> **Directions**: For this listing, the lines between the one holding "use tokio::time::MissedTickBehavior;" and the one holding "1, 1, 1)), 53);", inclusive, must be set down exactly.
•••••
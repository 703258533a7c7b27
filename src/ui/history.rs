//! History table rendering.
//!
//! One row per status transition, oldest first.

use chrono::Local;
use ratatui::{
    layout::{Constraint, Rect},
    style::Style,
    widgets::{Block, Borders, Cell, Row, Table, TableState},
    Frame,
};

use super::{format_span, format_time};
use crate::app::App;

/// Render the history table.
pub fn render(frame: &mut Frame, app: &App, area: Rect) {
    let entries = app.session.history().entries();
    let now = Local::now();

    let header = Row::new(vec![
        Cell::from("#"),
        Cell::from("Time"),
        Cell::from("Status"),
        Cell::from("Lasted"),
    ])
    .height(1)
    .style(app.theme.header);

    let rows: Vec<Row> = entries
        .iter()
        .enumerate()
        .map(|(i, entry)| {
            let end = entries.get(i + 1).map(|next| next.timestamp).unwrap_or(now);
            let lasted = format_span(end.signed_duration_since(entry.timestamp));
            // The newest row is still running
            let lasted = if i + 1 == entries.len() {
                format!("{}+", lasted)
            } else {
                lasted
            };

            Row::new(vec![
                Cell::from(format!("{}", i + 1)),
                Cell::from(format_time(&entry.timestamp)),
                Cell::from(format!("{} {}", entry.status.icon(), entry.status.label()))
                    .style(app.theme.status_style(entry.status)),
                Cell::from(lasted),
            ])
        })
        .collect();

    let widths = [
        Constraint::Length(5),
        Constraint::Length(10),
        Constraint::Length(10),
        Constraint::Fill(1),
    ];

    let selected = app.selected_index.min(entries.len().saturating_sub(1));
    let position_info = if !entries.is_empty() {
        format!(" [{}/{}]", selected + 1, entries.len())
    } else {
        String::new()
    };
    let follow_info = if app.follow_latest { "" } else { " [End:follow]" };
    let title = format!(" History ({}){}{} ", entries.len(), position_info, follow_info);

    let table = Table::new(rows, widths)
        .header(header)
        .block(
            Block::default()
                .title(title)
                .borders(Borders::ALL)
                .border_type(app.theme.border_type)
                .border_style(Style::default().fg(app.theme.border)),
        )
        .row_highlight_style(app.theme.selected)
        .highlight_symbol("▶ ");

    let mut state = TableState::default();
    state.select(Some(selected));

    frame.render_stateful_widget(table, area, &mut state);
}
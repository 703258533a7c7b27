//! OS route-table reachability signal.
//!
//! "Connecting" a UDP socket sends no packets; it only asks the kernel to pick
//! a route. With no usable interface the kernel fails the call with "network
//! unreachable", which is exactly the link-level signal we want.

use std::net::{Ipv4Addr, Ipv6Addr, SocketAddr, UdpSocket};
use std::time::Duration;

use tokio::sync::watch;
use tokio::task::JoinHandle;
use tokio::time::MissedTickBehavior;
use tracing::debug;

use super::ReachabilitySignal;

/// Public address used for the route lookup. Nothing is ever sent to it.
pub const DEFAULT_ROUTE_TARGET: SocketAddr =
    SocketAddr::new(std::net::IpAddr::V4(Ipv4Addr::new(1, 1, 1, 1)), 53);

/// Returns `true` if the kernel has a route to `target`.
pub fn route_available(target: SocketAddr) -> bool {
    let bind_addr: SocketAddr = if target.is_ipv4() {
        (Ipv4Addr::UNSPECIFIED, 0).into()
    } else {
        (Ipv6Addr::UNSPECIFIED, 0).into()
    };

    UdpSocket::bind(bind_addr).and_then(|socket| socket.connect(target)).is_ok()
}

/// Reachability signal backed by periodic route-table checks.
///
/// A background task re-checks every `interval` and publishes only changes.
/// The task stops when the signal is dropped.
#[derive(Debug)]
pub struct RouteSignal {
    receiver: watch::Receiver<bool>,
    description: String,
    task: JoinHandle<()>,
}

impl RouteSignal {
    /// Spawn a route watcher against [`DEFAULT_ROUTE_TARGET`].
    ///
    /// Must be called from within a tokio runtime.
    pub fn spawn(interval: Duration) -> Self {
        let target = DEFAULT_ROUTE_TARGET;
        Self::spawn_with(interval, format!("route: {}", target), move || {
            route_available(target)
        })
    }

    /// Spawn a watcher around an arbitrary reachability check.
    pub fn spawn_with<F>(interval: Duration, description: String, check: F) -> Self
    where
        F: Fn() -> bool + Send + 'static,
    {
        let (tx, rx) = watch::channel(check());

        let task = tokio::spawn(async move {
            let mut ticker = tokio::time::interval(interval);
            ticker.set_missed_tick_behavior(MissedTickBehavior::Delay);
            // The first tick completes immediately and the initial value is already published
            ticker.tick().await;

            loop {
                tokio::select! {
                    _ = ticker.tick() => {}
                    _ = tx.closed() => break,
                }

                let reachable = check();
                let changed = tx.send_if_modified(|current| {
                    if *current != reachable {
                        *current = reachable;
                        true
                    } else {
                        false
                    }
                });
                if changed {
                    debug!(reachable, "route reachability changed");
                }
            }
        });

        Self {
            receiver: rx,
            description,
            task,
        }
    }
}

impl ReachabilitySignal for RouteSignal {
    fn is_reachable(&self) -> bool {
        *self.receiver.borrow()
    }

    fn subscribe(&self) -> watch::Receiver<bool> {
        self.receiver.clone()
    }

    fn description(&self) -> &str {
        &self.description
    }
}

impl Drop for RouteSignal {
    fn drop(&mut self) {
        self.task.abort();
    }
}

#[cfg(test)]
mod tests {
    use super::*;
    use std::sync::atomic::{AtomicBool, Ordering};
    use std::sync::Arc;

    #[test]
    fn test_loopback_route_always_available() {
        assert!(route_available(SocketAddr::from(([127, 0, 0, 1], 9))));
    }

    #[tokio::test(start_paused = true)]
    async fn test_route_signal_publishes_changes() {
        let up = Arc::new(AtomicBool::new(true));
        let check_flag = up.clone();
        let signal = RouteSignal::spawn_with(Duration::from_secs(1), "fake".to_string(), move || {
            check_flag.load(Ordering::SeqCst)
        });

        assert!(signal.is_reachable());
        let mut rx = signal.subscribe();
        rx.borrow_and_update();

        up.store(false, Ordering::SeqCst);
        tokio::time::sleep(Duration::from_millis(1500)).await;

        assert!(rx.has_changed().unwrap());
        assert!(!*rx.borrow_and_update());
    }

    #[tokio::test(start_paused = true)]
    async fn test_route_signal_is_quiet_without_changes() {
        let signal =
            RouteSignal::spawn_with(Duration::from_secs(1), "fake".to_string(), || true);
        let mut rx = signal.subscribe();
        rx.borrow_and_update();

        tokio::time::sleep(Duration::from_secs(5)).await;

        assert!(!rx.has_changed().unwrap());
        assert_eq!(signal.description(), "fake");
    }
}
•••••
> **Task solution**:
use tokio::time::MissedTickBehavior;
use tracing::debug;

use super::ReachabilitySignal;

/// Public address used for the route lookup. Nothing is ever sent to it.
pub const DEFAULT_ROUTE_TARGET: SocketAddr =
    SocketAddr::new(std::net::IpAddr::V4(Ipv4Addr::new(1, 1, 1, 1)), 53);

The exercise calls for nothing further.